EXERCISE BRIEF: The entries below should be copied exactly and completely.

DATA FOR THE TASK:
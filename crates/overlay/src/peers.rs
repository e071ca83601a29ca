//! Peer directory.
//!
//! A bidirectional identifier ⇄ endpoint map with freshness timestamps and
//! an optional session nonce per entry. The session nonce is chosen once
//! per run of a node; seeing a different nonce for a known identifier
//! means the owner restarted, so every piece of state that depends on the
//! old incarnation must go.
//!
//! The directory also keeps a short-lived blacklist of identifiers that
//! recently failed to answer; lookups skip them instead of burning another
//! query timeout on a dead peer.

use std::net::SocketAddr;
use std::time::{Duration, Instant};

use ahash::{HashMap, HashMapExt};

use codec::id::NodeId;

/// Blacklist residence time for an unresponsive peer.
pub const TIMEOUT_TTL: Duration = Duration::from_secs(30);

/// Entries untouched for this long are dropped by the sweep.
pub const MAP_TTL: Duration = Duration::from_secs(300);

/// Base interval of the jittered sweep.
pub const SWEEP_INTERVAL: Duration = Duration::from_secs(30);

#[derive(Debug, Clone, Copy)]
struct Entry {
    addr: SocketAddr,
    session: Option<u32>,
    last_seen: Instant,
}

#[derive(Debug, Default)]
pub struct Peers {
    by_id: HashMap<NodeId, Entry>,
    by_addr: HashMap<SocketAddr, NodeId>,
    timed_out: HashMap<NodeId, Instant>,
}

impl Peers {
    pub fn new() -> Self {
        Self {
            by_id: HashMap::new(),
            by_addr: HashMap::new(),
            timed_out: HashMap::new(),
        }
    }

    pub fn get_by_id(&self, id: &NodeId) -> Option<SocketAddr> {
        self.by_id.get(id).map(|e| e.addr)
    }

    pub fn get_by_addr(&self, addr: &SocketAddr) -> Option<NodeId> {
        self.by_addr.get(addr).copied()
    }

    pub fn session_of(&self, id: &NodeId) -> Option<u32> {
        self.by_id.get(id).and_then(|e| e.session)
    }

    /// Upsert without session information.
    ///
    /// Returns `true` when the entry was new or its endpoint changed.
    pub fn add(&mut self, now: Instant, id: NodeId, addr: SocketAddr) -> bool {
        self.insert(now, id, addr, None)
    }

    /// Upsert with a session nonce.
    ///
    /// Returns `true` when the peer is a different incarnation than the
    /// one on file (the caller must purge dependent state, e.g. the
    /// k-bucket entries of the stale identifier).
    pub fn add_with_session(
        &mut self,
        now: Instant,
        id: NodeId,
        addr: SocketAddr,
        session: u32,
    ) -> bool {
        let restarted = matches!(
            self.by_id.get(&id),
            Some(Entry {
                session: Some(old), ..
            }) if *old != session
        );

        if restarted {
            self.remove(&id);
        }

        self.insert(now, id, addr, Some(session));
        restarted
    }

    fn insert(&mut self, now: Instant, id: NodeId, addr: SocketAddr, session: Option<u32>) -> bool {
        // one entry per endpoint: evict whoever held this address before
        if let Some(old_id) = self.by_addr.get(&addr).copied() {
            if old_id != id {
                self.by_id.remove(&old_id);
            }
        }

        let mut changed = true;
        let mut session = session;
        if let Some(old) = self.by_id.get(&id) {
            changed = old.addr != addr;
            session = session.or(old.session);
            if changed {
                self.by_addr.remove(&old.addr);
            }
        }

        self.by_addr.insert(addr, id);
        self.by_id.insert(
            id,
            Entry {
                addr,
                session,
                last_seen: now,
            },
        );

        changed
    }

    pub fn remove(&mut self, id: &NodeId) {
        if let Some(entry) = self.by_id.remove(id) {
            self.by_addr.remove(&entry.addr);
        }
    }

    pub fn refresh(&mut self, now: Instant, id: &NodeId) {
        if let Some(entry) = self.by_id.get_mut(id) {
            entry.last_seen = now;
        }
    }

    /// Stamp `id` into the short-term blacklist.
    pub fn mark_timeout(&mut self, now: Instant, id: NodeId) {
        self.timed_out.insert(id, now);
    }

    pub fn is_timed_out(&self, id: &NodeId) -> bool {
        self.timed_out.contains_key(id)
    }

    /// Drop stale entries and expired blacklist stamps.
    pub fn sweep(&mut self, now: Instant) {
        let stale: Vec<NodeId> = self
            .by_id
            .iter()
            .filter(|(_, e)| now.duration_since(e.last_seen) > MAP_TTL)
            .map(|(id, _)| *id)
            .collect();
        for id in stale {
            self.remove(&id);
        }

        self.timed_out
            .retain(|_, at| now.duration_since(*at) <= TIMEOUT_TTL);
    }

    pub fn len(&self) -> usize {
        self.by_id.len()
    }

    pub fn is_empty(&self) -> bool {
        self.by_id.is_empty()
    }
}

ANSWER TO THIS PROBLEM:
filename crates/overlay/src/peers.rs
repository e071ca83601a29ca
//! Peer directory.
//!
//! A bidirectional identifier ⇄ endpoint map with freshness timestamps and
//! an optional session nonce per entry. The session nonce is chosen once
//! per run of a node; seeing a different nonce for a known identifier
//! means the owner restarted, so every piece of state that depends on the
//! old incarnation must go.
//!
//! The directory also keeps a short-lived blacklist of identifiers that
//! recently failed to answer; lookups skip them instead of burning another
//! query timeout on a dead peer.

use std::net::SocketAddr;
use std::time::{Duration, Instant};

use ahash::{HashMap, HashMapExt};

use codec::id::NodeId;

/// Blacklist residence time for an unresponsive peer.
pub const TIMEOUT_TTL: Duration = Duration::from_secs(30);

/// Entries untouched for this long are dropped by the sweep.
pub const MAP_TTL: Duration = Duration::from_secs(300);

/// Base interval of the jittered sweep.
pub const SWEEP_INTERVAL: Duration = Duration::from_secs(30);

#[derive(Debug, Clone, Copy)]
struct Entry {
    addr: SocketAddr,
    session: Option<u32>,
    last_seen: Instant,
}

#[derive(Debug, Default)]
pub struct Peers {
    by_id: HashMap<NodeId, Entry>,
    by_addr: HashMap<SocketAddr, NodeId>,
    timed_out: HashMap<NodeId, Instant>,
}

impl Peers {
    pub fn new() -> Self {
        Self {
            by_id: HashMap::new(),
            by_addr: HashMap::new(),
            timed_out: HashMap::new(),
        }
    }

    pub fn get_by_id(&self, id: &NodeId) -> Option<SocketAddr> {
        self.by_id.get(id).map(|e| e.addr)
    }

    pub fn get_by_addr(&self, addr: &SocketAddr) -> Option<NodeId> {
        self.by_addr.get(addr).copied()
    }

    pub fn session_of(&self, id: &NodeId) -> Option<u32> {
        self.by_id.get(id).and_then(|e| e.session)
    }

    /// Upsert without session information.
    ///
    /// Returns `true` when the entry was new or its endpoint changed.
    pub fn add(&mut self, now: Instant, id: NodeId, addr: SocketAddr) -> bool {
        self.insert(now, id, addr, None)
    }

    /// Upsert with a session nonce.
    ///
    /// Returns `true` when the peer is a different incarnation than the
    /// one on file (the caller must purge dependent state, e.g. the
    /// k-bucket entries of the stale identifier).
    pub fn add_with_session(
        &mut self,
        now: Instant,
        id: NodeId,
        addr: SocketAddr,
        session: u32,
    ) -> bool {
        let restarted = matches!(
            self.by_id.get(&id),
            Some(Entry {
                session: Some(old), ..
            }) if *old != session
        );

        if restarted {
            self.remove(&id);
        }

        self.insert(now, id, addr, Some(session));
        restarted
    }

    fn insert(&mut self, now: Instant, id: NodeId, addr: SocketAddr, session: Option<u32>) -> bool {
        // one entry per endpoint: evict whoever held this address before
        if let Some(old_id) = self.by_addr.get(&addr).copied() {
            if old_id != id {
                self.by_id.remove(&old_id);
            }
        }

        let mut changed = true;
        let mut session = session;
        if let Some(old) = self.by_id.get(&id) {
            changed = old.addr != addr;
            session = session.or(old.session);
            if changed {
                self.by_addr.remove(&old.addr);
            }
        }

        self.by_addr.insert(addr, id);
        self.by_id.insert(
            id,
            Entry {
                addr,
                session,
                last_seen: now,
            },
        );

        changed
    }

    pub fn remove(&mut self, id: &NodeId) {
        if let Some(entry) = self.by_id.remove(id) {
            self.by_addr.remove(&entry.addr);
        }
    }

    pub fn refresh(&mut self, now: Instant, id: &NodeId) {
        if let Some(entry) = self.by_id.get_mut(id) {
            entry.last_seen = now;
        }
    }

    /// Stamp `id` into the short-term blacklist.
    pub fn mark_timeout(&mut self, now: Instant, id: NodeId) {
        self.timed_out.insert(id, now);
    }

    pub fn is_timed_out(&self, id: &NodeId) -> bool {
        self.timed_out.contains_key(id)
    }

    /// Drop stale entries and expired blacklist stamps.
    pub fn sweep(&mut self, now: Instant) {
        let stale: Vec<NodeId> = self
            .by_id
            .iter()
            .filter(|(_, e)| now.duration_since(e.last_seen) > MAP_TTL)
            .map(|(id, _)| *id)
            .collect();
        for id in stale {
            self.remove(&id);
        }

        self.timed_out
            .retain(|_, at| now.duration_since(*at) <= TIMEOUT_TTL);
    }

    pub fn len(&self) -> usize {
        self.by_id.len()
    }

    pub fn is_empty(&self) -> bool {
        self.by_id.is_empty()
    }
}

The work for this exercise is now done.